» **Data section**

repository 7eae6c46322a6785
pub mod mock;
use crate::types::{MAX_COLUMNS, MAX_IDENTIFIER_LENGTH, PAGE_SIZE, error::DatabaseError};

#[derive(Debug, Clone, Copy, PartialEq, Eq)]
pub enum DataType {
    Integer = 0,
    String = 1,
    Float = 2,
    Double = 3,
}

impl DataType {
    pub fn from_u32(value: u32) -> Result<Self, DatabaseError> {
        match value {
            0 => Ok(DataType::Integer),
            1 => Ok(DataType::String),
            2 => Ok(DataType::Float),
            3 => Ok(DataType::Double),
            _ => Err(DatabaseError::Corrupted {
                reason: format!("invalid data type tag: {}", value),
            }),
        }
    }

    pub fn as_u32(&self) -> u32 {
        *self as u32
    }
}

pub const COLUMN_DEFINITION_SIZE: usize = MAX_IDENTIFIER_LENGTH + 8;
pub const TABLE_METADATA_SIZE: usize =
    MAX_IDENTIFIER_LENGTH + 8 + MAX_COLUMNS * COLUMN_DEFINITION_SIZE;
pub const CATALOG_ENTRY_SIZE: usize = MAX_IDENTIFIER_LENGTH + 8;

/// Writes `name` as a NUL-padded fixed-width identifier field.
/// The trailing NUL is mandatory, so names max out one byte short.
fn write_identifier(buffer: &mut [u8], name: &str) -> Result<(), DatabaseError> {
    let bytes = name.as_bytes();
    if bytes.len() >= MAX_IDENTIFIER_LENGTH {
        return Err(DatabaseError::InvalidInput {
            reason: format!(
                "identifier '{}' exceeds {} bytes",
                name,
                MAX_IDENTIFIER_LENGTH - 1
            ),
        });
    }
    buffer[..bytes.len()].copy_from_slice(bytes);
    Ok(())
}

fn read_identifier(bytes: &[u8]) -> Result<String, DatabaseError> {
    let end = bytes.iter().position(|&b| b == 0).unwrap_or(bytes.len());
    String::from_utf8(bytes[..end].to_vec()).map_err(|_| DatabaseError::Corrupted {
        reason: "identifier field is not valid UTF-8".to_string(),
    })
}

fn read_u32(bytes: &[u8], offset: usize) -> u32 {
    u32::from_le_bytes([
        bytes[offset],
        bytes[offset + 1],
        bytes[offset + 2],
        bytes[offset + 3],
    ])
}

/// Fixed-width column definition as stored inside [`TableMetadata`].
#[derive(Debug, Clone, PartialEq, Eq)]
pub struct ColumnDefinition {
    pub name: String,
    pub data_type: DataType,
    /// Fixed size for the column (e.g., string max length).
    pub data_size: u32,
}

impl ColumnDefinition {
    pub fn to_bytes(&self) -> Result<[u8; COLUMN_DEFINITION_SIZE], DatabaseError> {
        let mut buffer = [0u8; COLUMN_DEFINITION_SIZE];
        write_identifier(&mut buffer[..MAX_IDENTIFIER_LENGTH], &self.name)?;
        let mut offset = MAX_IDENTIFIER_LENGTH;
        buffer[offset..offset + 4].copy_from_slice(&self.data_type.as_u32().to_le_bytes());
        offset += 4;
        buffer[offset..offset + 4].copy_from_slice(&self.data_size.to_le_bytes());
        Ok(buffer)
    }

    pub fn from_bytes(bytes: &[u8]) -> Result<Self, DatabaseError> {
        if bytes.len() < COLUMN_DEFINITION_SIZE {
            return Err(DatabaseError::InvalidInput {
                reason: format!(
                    "column definition needs {} bytes, got {}",
                    COLUMN_DEFINITION_SIZE,
                    bytes.len()
                ),
            });
        }
        let name = read_identifier(&bytes[..MAX_IDENTIFIER_LENGTH])?;
        let data_type = DataType::from_u32(read_u32(bytes, MAX_IDENTIFIER_LENGTH))?;
        let data_size = read_u32(bytes, MAX_IDENTIFIER_LENGTH + 4);
        Ok(Self {
            name,
            data_type,
            data_size,
        })
    }
}

/// Full table description: name, root page of the table's B-Tree and up
/// to [`MAX_COLUMNS`] column definitions. Unused column slots are
/// zero-filled on disk.
#[derive(Debug, Clone, PartialEq, Eq)]
pub struct TableMetadata {
    pub name: String,
    pub root_page: u32,
    pub columns: Vec<ColumnDefinition>,
}

impl TableMetadata {
    pub fn to_bytes(&self) -> Result<[u8; TABLE_METADATA_SIZE], DatabaseError> {
        if self.columns.len() > MAX_COLUMNS {
            return Err(DatabaseError::InvalidInput {
                reason: format!(
                    "table '{}' has {} columns (max {})",
                    self.name,
                    self.columns.len(),
                    MAX_COLUMNS
                ),
            });
        }
        let mut buffer = [0u8; TABLE_METADATA_SIZE];
        write_identifier(&mut buffer[..MAX_IDENTIFIER_LENGTH], &self.name)?;
        let mut offset = MAX_IDENTIFIER_LENGTH;
        buffer[offset..offset + 4].copy_from_slice(&(self.columns.len() as u32).to_le_bytes());
        offset += 4;
        buffer[offset..offset + 4].copy_from_slice(&self.root_page.to_le_bytes());
        offset += 4;
        for column in &self.columns {
            buffer[offset..offset + COLUMN_DEFINITION_SIZE].copy_from_slice(&column.to_bytes()?);
            offset += COLUMN_DEFINITION_SIZE;
        }
        Ok(buffer)
    }

    pub fn from_bytes(bytes: &[u8]) -> Result<Self, DatabaseError> {
        if bytes.len() < TABLE_METADATA_SIZE {
            return Err(DatabaseError::InvalidInput {
                reason: format!(
                    "table metadata needs {} bytes, got {}",
                    TABLE_METADATA_SIZE,
                    bytes.len()
                ),
            });
        }
        let name = read_identifier(&bytes[..MAX_IDENTIFIER_LENGTH])?;
        let column_count = read_u32(bytes, MAX_IDENTIFIER_LENGTH) as usize;
        if column_count > MAX_COLUMNS {
            return Err(DatabaseError::Corrupted {
                reason: format!("column count {} exceeds {}", column_count, MAX_COLUMNS),
            });
        }
        let root_page = read_u32(bytes, MAX_IDENTIFIER_LENGTH + 4);
        let mut columns = Vec::with_capacity(column_count);
        let mut offset = MAX_IDENTIFIER_LENGTH + 8;
        for _ in 0..column_count {
            columns.push(ColumnDefinition::from_bytes(
                &bytes[offset..offset + COLUMN_DEFINITION_SIZE],
            )?);
            offset += COLUMN_DEFINITION_SIZE;
        }
        Ok(Self {
            name,
            root_page,
            columns,
        })
    }
}

/// Catalog record header pointing a table name at its B-Tree root.
/// Column definitions follow in the record payload.
#[derive(Debug, Clone, PartialEq, Eq)]
pub struct CatalogEntry {
    pub name: String,
    pub root_page: u32,
    pub column_count: u32,
}

impl CatalogEntry {
    pub fn to_bytes(&self) -> Result<[u8; CATALOG_ENTRY_SIZE], DatabaseError> {
        let mut buffer = [0u8; CATALOG_ENTRY_SIZE];
        write_identifier(&mut buffer[..MAX_IDENTIFIER_LENGTH], &self.name)?;
        let mut offset = MAX_IDENTIFIER_LENGTH;
        buffer[offset..offset + 4].copy_from_slice(&self.root_page.to_le_bytes());
        offset += 4;
        buffer[offset..offset + 4].copy_from_slice(&self.column_count.to_le_bytes());
        Ok(buffer)
    }

    pub fn from_bytes(bytes: &[u8]) -> Result<Self, DatabaseError> {
        if bytes.len() < CATALOG_ENTRY_SIZE {
            return Err(DatabaseError::InvalidInput {
                reason: format!(
                    "catalog entry needs {} bytes, got {}",
                    CATALOG_ENTRY_SIZE,
                    bytes.len()
                ),
            });
        }
        let name = read_identifier(&bytes[..MAX_IDENTIFIER_LENGTH])?;
        let root_page = read_u32(bytes, MAX_IDENTIFIER_LENGTH);
        let column_count = read_u32(bytes, MAX_IDENTIFIER_LENGTH + 4);
        Ok(Self {
            name,
            root_page,
            column_count,
        })
    }
}

const _: () = assert!(
    COLUMN_DEFINITION_SIZE <= PAGE_SIZE,
    "ColumnDefinition exceeds PAGE_SIZE"
);
const _: () = assert!(
    TABLE_METADATA_SIZE <= PAGE_SIZE,
    "TableMetadata exceeds PAGE_SIZE"
);
const _: () = assert!(
    CATALOG_ENTRY_SIZE <= PAGE_SIZE,
    "CatalogEntry exceeds PAGE_SIZE"
);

» **Work instruction**
Give again, unchanged, the lines running from the top of the material above through the line that has "pub const COLUMN_DEFINITION_SIZE: usize", and nothing more.

» **Completed exercise**
repository 7eae6c46322a6785
pub mod mock;
use crate::types::{MAX_COLUMNS, MAX_IDENTIFIER_LENGTH, PAGE_SIZE, error::DatabaseError};

#[derive(Debug, Clone, Copy, PartialEq, Eq)]
pub enum DataType {
    Integer = 0,
    String = 1,
    Float = 2,
    Double = 3,
}

impl DataType {
    pub fn from_u32(value: u32) -> Result<Self, DatabaseError> {
        match value {
            0 => Ok(DataType::Integer),
            1 => Ok(DataType::String),
            2 => Ok(DataType::Float),
            3 => Ok(DataType::Double),
            _ => Err(DatabaseError::Corrupted {
                reason: format!("invalid data type tag: {}", value),
            }),
        }
    }

    pub fn as_u32(&self) -> u32 {
        *self as u32
    }
}

pub const COLUMN_DEFINITION_SIZE: usize = MAX_IDENTIFIER_LENGTH + 8;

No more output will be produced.